:: Work to be completed ::
Check each line of the entries. Copy the ones that contain the string "InvalidTransition".

:: Given entries ::
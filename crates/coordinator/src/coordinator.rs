use crate::{
    CoordinatorError, PendingApproval, TracingObserver, TransactionState, TxError, TxEvent,
    TxObserver, TxPhase,
};
use std::{collections::BTreeMap, fmt, sync::Arc, time::Duration};
use vault_config::VaultConfig;
use vault_primitives::{NetworkId, TxHandle};

/// What a confirmation leads to.
#[derive(Clone, Debug, PartialEq, Eq)]
pub enum Confirmation {
    /// Wait `delay`, then call [`on_settled`](ChainTransactionCoordinator::on_settled).
    Settling { delay: Duration },
    /// The approval confirmed. The network is back in `Simulating` and the caller must fire the
    /// linked deposit.
    Approval(PendingApproval),
}

/// Tracks the lifecycle of the in-flight operation of every network.
///
/// Each [`NetworkId`] owns one [`TransactionState`], changed only through the transition
/// methods below. Events carrying a handle are applied only when the handle is the addressed
/// network's pending handle and that network is still active; anything else is dropped and
/// reported as [`TxEvent::Dropped`].
pub struct ChainTransactionCoordinator {
    active: NetworkId,
    states: BTreeMap<NetworkId, TransactionState>,
    settle_delays: BTreeMap<NetworkId, Duration>,
    observer: Arc<dyn TxObserver>,
}

impl fmt::Debug for ChainTransactionCoordinator {
    fn fmt(&self, f: &mut fmt::Formatter<'_>) -> fmt::Result {
        f.debug_struct("ChainTransactionCoordinator")
            .field("active", &self.active)
            .field("states", &self.states)
            .field("settle_delays", &self.settle_delays)
            .finish_non_exhaustive()
    }
}

impl Default for ChainTransactionCoordinator {
    fn default() -> Self {
        Self::new(NetworkId::Ethereum, Arc::new(TracingObserver))
    }
}

impl ChainTransactionCoordinator {
    /// Creates a coordinator with every network Idle.
    pub fn new(active: NetworkId, observer: Arc<dyn TxObserver>) -> Self {
        let states =
            NetworkId::ALL.into_iter().map(|id| (id, TransactionState::default())).collect();
        Self { active, states, settle_delays: BTreeMap::new(), observer }
    }

    /// Creates a coordinator from the active network and settle delay overrides in `config`.
    pub fn from_config(config: &VaultConfig, observer: Arc<dyn TxObserver>) -> Self {
        let mut coordinator = Self::new(config.active_network, observer);
        coordinator.settle_delays.extend(config.settle_delay_overrides());
        coordinator
    }

    /// Overrides the settle delay of `network`.
    pub fn with_settle_delay(mut self, network: NetworkId, delay: Duration) -> Self {
        self.settle_delays.insert(network, delay);
        self
    }

    pub fn active_network(&self) -> NetworkId {
        self.active
    }

    /// Returns a snapshot of `network`'s state.
    pub fn state(&self, network: NetworkId) -> TransactionState {
        self.states.get(&network).cloned().unwrap_or_default()
    }

    /// Wait between confirmation and the refresh signal on `network`.
    pub fn settle_delay(&self, network: NetworkId) -> Duration {
        self.settle_delays.get(&network).copied().unwrap_or_else(|| network.default_settle_delay())
    }

    pub fn settle_delay_ms(&self, network: NetworkId) -> u64 {
        u64::try_from(self.settle_delay(network).as_millis()).unwrap_or(u64::MAX)
    }

    /// Starts the pre-flight checks of a new operation.
    ///
    /// Clears the previous error and refresh flag.
    pub fn begin_simulation(&mut self, network: NetworkId) -> Result<(), CoordinatorError> {
        self.ensure_active(network)?;
        let phase = self.slot(network).phase;
        if !phase.is_idle() {
            return Err(CoordinatorError::Busy { network, phase });
        }
        let state = self.slot(network);
        state.last_error = None;
        state.has_refreshed_since_confirmation = false;
        state.epoch += 1;
        self.transition(network, TxPhase::Simulating);
        Ok(())
    }

    /// Ends the operation because a pre-flight check failed. Nothing reached the network.
    pub fn fail_simulation(
        &mut self,
        network: NetworkId,
        error: TxError,
    ) -> Result<(), CoordinatorError> {
        self.ensure_active(network)?;
        self.expect_phase(network, &[TxPhase::Simulating], "fail simulation")?;
        self.fail(network, error);
        Ok(())
    }

    /// Records the handle of the submitted call.
    pub fn begin_submission(
        &mut self,
        network: NetworkId,
        handle: TxHandle,
    ) -> Result<(), CoordinatorError> {
        self.ensure_active(network)?;
        self.expect_phase(network, &[TxPhase::Simulating], "submit")?;
        self.slot(network).pending_handle = Some(handle);
        self.transition(network, TxPhase::Submitted);
        Ok(())
    }

    /// Records a submitted allowance approval as the tracked operation, linking it to the
    /// deposit that fires once it confirms.
    pub fn begin_approval(
        &mut self,
        network: NetworkId,
        approval: PendingApproval,
    ) -> Result<(), CoordinatorError> {
        self.ensure_active(network)?;
        self.expect_phase(network, &[TxPhase::Simulating], "submit approval")?;
        let state = self.slot(network);
        if state.pending_approval.is_some() {
            return Err(CoordinatorError::InvalidTransition {
                network,
                phase: TxPhase::Simulating,
                action: "submit a second approval",
            });
        }
        state.pending_handle = Some(approval.approval_handle);
        state.pending_approval = Some(approval);
        self.transition(network, TxPhase::Submitted);
        Ok(())
    }

    /// The watcher saw `handle` included.
    pub fn on_included(
        &mut self,
        network: NetworkId,
        handle: TxHandle,
    ) -> Result<(), CoordinatorError> {
        self.check_event(network, handle)?;
        self.expect_phase(network, &[TxPhase::Submitted], "mark included")?;
        self.transition(network, TxPhase::Confirming);
        Ok(())
    }

    /// `handle` reached finality.
    ///
    /// A confirmed approval hands its [`PendingApproval`] back and clears the slot, so the
    /// linked deposit fires at most once. Any other confirmation starts the settle delay.
    pub fn on_confirmed(
        &mut self,
        network: NetworkId,
        handle: TxHandle,
    ) -> Result<Confirmation, CoordinatorError> {
        self.check_event(network, handle)?;
        self.expect_phase(network, &[TxPhase::Submitted, TxPhase::Confirming], "confirm")?;

        let state = self.slot(network);
        if let Some(approval) =
            state.pending_approval.take_if(|approval| approval.approval_handle == handle)
        {
            state.pending_handle = None;
            self.transition(network, TxPhase::Simulating);
            self.emit(TxEvent::ApprovalConfirmed { network, approval: approval.clone() });
            return Ok(Confirmation::Approval(approval));
        }

        self.transition(network, TxPhase::Settling);
        Ok(Confirmation::Settling { delay: self.settle_delay(network) })
    }

    /// The settle delay elapsed: signal the refresh and return to Idle.
    pub fn on_settled(
        &mut self,
        network: NetworkId,
        handle: TxHandle,
    ) -> Result<(), CoordinatorError> {
        self.check_event(network, handle)?;
        self.expect_phase(network, &[TxPhase::Settling], "settle")?;
        let state = self.slot(network);
        state.pending_handle = None;
        state.has_refreshed_since_confirmation = true;
        self.transition(network, TxPhase::Idle);
        self.emit(TxEvent::RefreshRequested { network });
        Ok(())
    }

    /// Ends the operation with `error`.
    ///
    /// `handle` is `None` when the failure happened before a handle was obtained, e.g. the user
    /// declined to sign.
    pub fn on_failed(
        &mut self,
        network: NetworkId,
        handle: Option<TxHandle>,
        error: TxError,
    ) -> Result<(), CoordinatorError> {
        match handle {
            Some(handle) => self.check_event(network, handle)?,
            None => {
                if network != self.active {
                    return Err(self.drop_event(CoordinatorError::InactiveNetwork { network }));
                }
                let state = self.slot(network);
                if state.pending_handle.is_some() {
                    return Err(CoordinatorError::InvalidTransition {
                        network,
                        phase: state.phase,
                        action: "fail without the pending handle",
                    });
                }
            }
        }
        let phase = self.slot(network).phase;
        if phase.is_idle() {
            return Err(CoordinatorError::InvalidTransition { network, phase, action: "fail" });
        }
        self.fail(network, error);
        Ok(())
    }

    /// Makes `to` the active network.
    ///
    /// Both the old and the new network return to Idle with their handles and approval slots
    /// cleared. In-flight work on the old network is not cancelled; its events are dropped
    /// when they arrive.
    pub fn switch_network(&mut self, to: NetworkId) {
        let from = self.active;
        if from == to {
            return;
        }
        self.reset(from);
        self.reset(to);
        self.active = to;
        self.emit(TxEvent::NetworkSwitched { from, to });
    }

    /// Returns `network` to Idle.
    pub fn reset(&mut self, network: NetworkId) {
        let state = self.slot(network);
        let from = state.phase;
        state.reset();
        if !from.is_idle() {
            self.emit(TxEvent::PhaseChanged { network, from, to: TxPhase::Idle, handle: None });
        }
    }

    pub fn reset_all(&mut self) {
        for network in NetworkId::ALL {
            self.reset(network);
        }
    }

    fn slot(&mut self, network: NetworkId) -> &mut TransactionState {
        self.states.entry(network).or_default()
    }

    fn ensure_active(&self, network: NetworkId) -> Result<(), CoordinatorError> {
        if network == self.active {
            Ok(())
        } else {
            Err(CoordinatorError::InactiveNetwork { network })
        }
    }

    fn expect_phase(
        &mut self,
        network: NetworkId,
        allowed: &[TxPhase],
        action: &'static str,
    ) -> Result<(), CoordinatorError> {
        let phase = self.slot(network).phase;
        if allowed.contains(&phase) {
            Ok(())
        } else {
            Err(CoordinatorError::InvalidTransition { network, phase, action })
        }
    }

    /// Attribution check for handle-bearing events.
    fn check_event(
        &mut self,
        network: NetworkId,
        handle: TxHandle,
    ) -> Result<(), CoordinatorError> {
        if network != self.active {
            return Err(self.drop_event(CoordinatorError::InactiveNetwork { network }));
        }
        if self.slot(network).pending_handle != Some(handle) {
            return Err(self.drop_event(CoordinatorError::WrongNetworkEvent { network, handle }));
        }
        Ok(())
    }

    fn drop_event(&self, reason: CoordinatorError) -> CoordinatorError {
        let network = match &reason {
            CoordinatorError::Busy { network, .. }
            | CoordinatorError::InactiveNetwork { network }
            | CoordinatorError::WrongNetworkEvent { network, .. }
            | CoordinatorError::InvalidTransition { network, .. } => *network,
        };
        trace!(%network, active = %self.active, %reason, "ignoring event");
        self.emit(TxEvent::Dropped { network, reason: reason.clone() });
        reason
    }

    fn fail(&mut self, network: NetworkId, error: TxError) {
        let state = self.slot(network);
        state.pending_handle = None;
        state.pending_approval = None;
        state.last_error = Some(error.clone());
        self.transition(network, TxPhase::Idle);
        self.emit(TxEvent::Failed { network, error });
    }

    fn transition(&mut self, network: NetworkId, to: TxPhase) {
        let state = self.slot(network);
        let from = std::mem::replace(&mut state.phase, to);
        let handle = state.pending_handle;
        self.emit(TxEvent::PhaseChanged { network, from, to, handle });
    }

    fn emit(&self, event: TxEvent) {
        self.observer.on_event(&event);
    }
}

:: Solution ::
            return Err(CoordinatorError::InvalidTransition {
                    return Err(CoordinatorError::InvalidTransition {
            return Err(CoordinatorError::InvalidTransition { network, phase, action: "fail" });
            Err(CoordinatorError::InvalidTransition { network, phase, action })
            | CoordinatorError::InvalidTransition { network, .. } => *network,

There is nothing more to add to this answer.